Selon des informations du Telegraph, Donald Trump serait disposé à pousser l’Ukraine à céder une partie de son territoire à la Russie pour accélérer la fin de la guerre. Une hypothèse qui relance les interrogations sur sa vision de la sécurité européenne et les risques d’une précédente géopolitique majeure.
À quelques mois d’un nouveau cycle diplomatique autour du conflit russo-ukrainien, une révélation du quotidien britannique The Telegraph secoue les capitales occidentales. Selon le journal, Donald Trump serait prêt à accepter que l’Ukraine renonce à environ 20 % de son territoire — soit la quasi-totalité des zones actuellement occupées par la Russie — afin d’imposer un cessez-le-feu et de mettre un terme rapide à la guerre.

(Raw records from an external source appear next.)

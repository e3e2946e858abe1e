use crate::config::toml_config::TomlConfig;
use crate::config::Settings;
use crate::utils::error::Result;
use clap::Parser;
use std::path::PathBuf;

#[derive(Debug, Clone, Parser)]
#[command(name = "filecat")]
#[command(about = "Concatenate every file with a given suffix in a directory into one file")]
pub struct CliConfig {
    /// Directory to scan (not recursive) [default: current directory]
    #[arg(short, long)]
    pub dir: Option<PathBuf>,

    /// Output file, created or overwritten [default: output.txt]
    #[arg(short, long)]
    pub output: Option<PathBuf>,

    /// Case-sensitive name suffix to select files [default: .js]
    #[arg(short, long)]
    pub suffix: Option<String>,

    /// Path to a TOML configuration file
    #[arg(short, long)]
    pub config: Option<PathBuf>,

    /// Allow the output file to be picked up as an input
    #[arg(long)]
    pub include_output: bool,

    /// List the files that would be concatenated without writing anything
    #[arg(long)]
    pub dry_run: bool,

    /// Log process CPU and memory usage per phase
    #[arg(long)]
    pub monitor: bool,

    /// Enable verbose output
    #[arg(short, long)]
    pub verbose: bool,

    /// Emit log lines as JSON
    #[arg(long)]
    pub json_logs: bool,
}

impl CliConfig {
    /// Builds run settings: defaults, then `--config`, then flags.
    pub fn resolve(&self) -> Result<Settings> {
        let mut settings = Settings::default();

        if let Some(path) = &self.config {
            tracing::info!("📁 Loading configuration from: {}", path.display());
            let file = TomlConfig::from_file(path)?;
            crate::utils::validation::Validate::validate(&file)?;
            settings = settings.merge_toml(&file);
        }

        if let Some(dir) = &self.dir {
            settings.source_dir = dir.clone();
        }
        if let Some(output) = &self.output {
            settings.output_path = output.clone();
        }
        if let Some(suffix) = &self.suffix {
            settings.suffix = suffix.clone();
        }
        if self.include_output {
            settings.exclude_output = false;
        }
        if self.monitor {
            settings.monitor = true;
        }

        Ok(settings)
    }
}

Cette idée, présentée comme une option “étudiée” par l’entourage de Donald Trump, s’inscrit dans une vision plus large défendue par l’ancien président : réduire l’engagement américain à l’étranger, privilégier des accords rapides, au besoin au détriment d’alliés traditionnels.
Un compromis territorial lourd de conséquences
L’éventualité d’une telle concession pose une série de questions diplomatiques. D’abord, la légitimité internationale d’un accord imposé à Kiev. Depuis 2022, les pays occidentaux — États-Unis en tête — dénoncent l’occupation russe comme une violation flagrante du droit international. Reconnaître ces annexions reviendrait non seulement à légitimer l’usage de la force, mais aussi à créer un précédent dangereux pour d’autres régions du monde.
Pour l’Ukraine, un tel scénario serait politiquement explosif : céder des territoires reviendrait à renoncer à des millions de citoyens, à abandonner des infrastructures essentielles et à valider trois ans d’avancée militaire russe.
Entre pragmatisme stratégique et choc pour les alliés
Si Washington venait à soutenir cette initiative, l’impact serait considérable. Les Européens, qui ont maintenu une ligne dure contre Moscou, y verraient une fracture profonde dans l’unité transatlantique. Les États baltes et la Pologne, directement exposés aux pressions russes, redoutent depuis longtemps un scénario où leurs propres garanties de sécurité seraient fragilisées.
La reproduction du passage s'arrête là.